# EXERCISE DESCRIPTION
Would you print out every entry exactly as given?

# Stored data
-- Opening Marker --

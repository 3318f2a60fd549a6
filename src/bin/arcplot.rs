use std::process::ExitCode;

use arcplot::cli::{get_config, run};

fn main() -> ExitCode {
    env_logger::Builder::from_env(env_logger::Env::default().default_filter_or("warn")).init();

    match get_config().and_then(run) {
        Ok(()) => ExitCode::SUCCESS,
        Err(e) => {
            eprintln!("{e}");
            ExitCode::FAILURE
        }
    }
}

-- Closing Marker --

# ANSWER SECTION
repository 3318f2a60fd549a6
filename src/bin/arcplot.rs
use std::process::ExitCode;

use arcplot::cli::{get_config, run};

fn main() -> ExitCode {
    env_logger::Builder::from_env(env_logger::Env::default().default_filter_or("warn")).init();

    match get_config().and_then(run) {
        Ok(()) => ExitCode::SUCCESS,
        Err(e) => {
            eprintln!("{e}");
            ExitCode::FAILURE
        }
    }
}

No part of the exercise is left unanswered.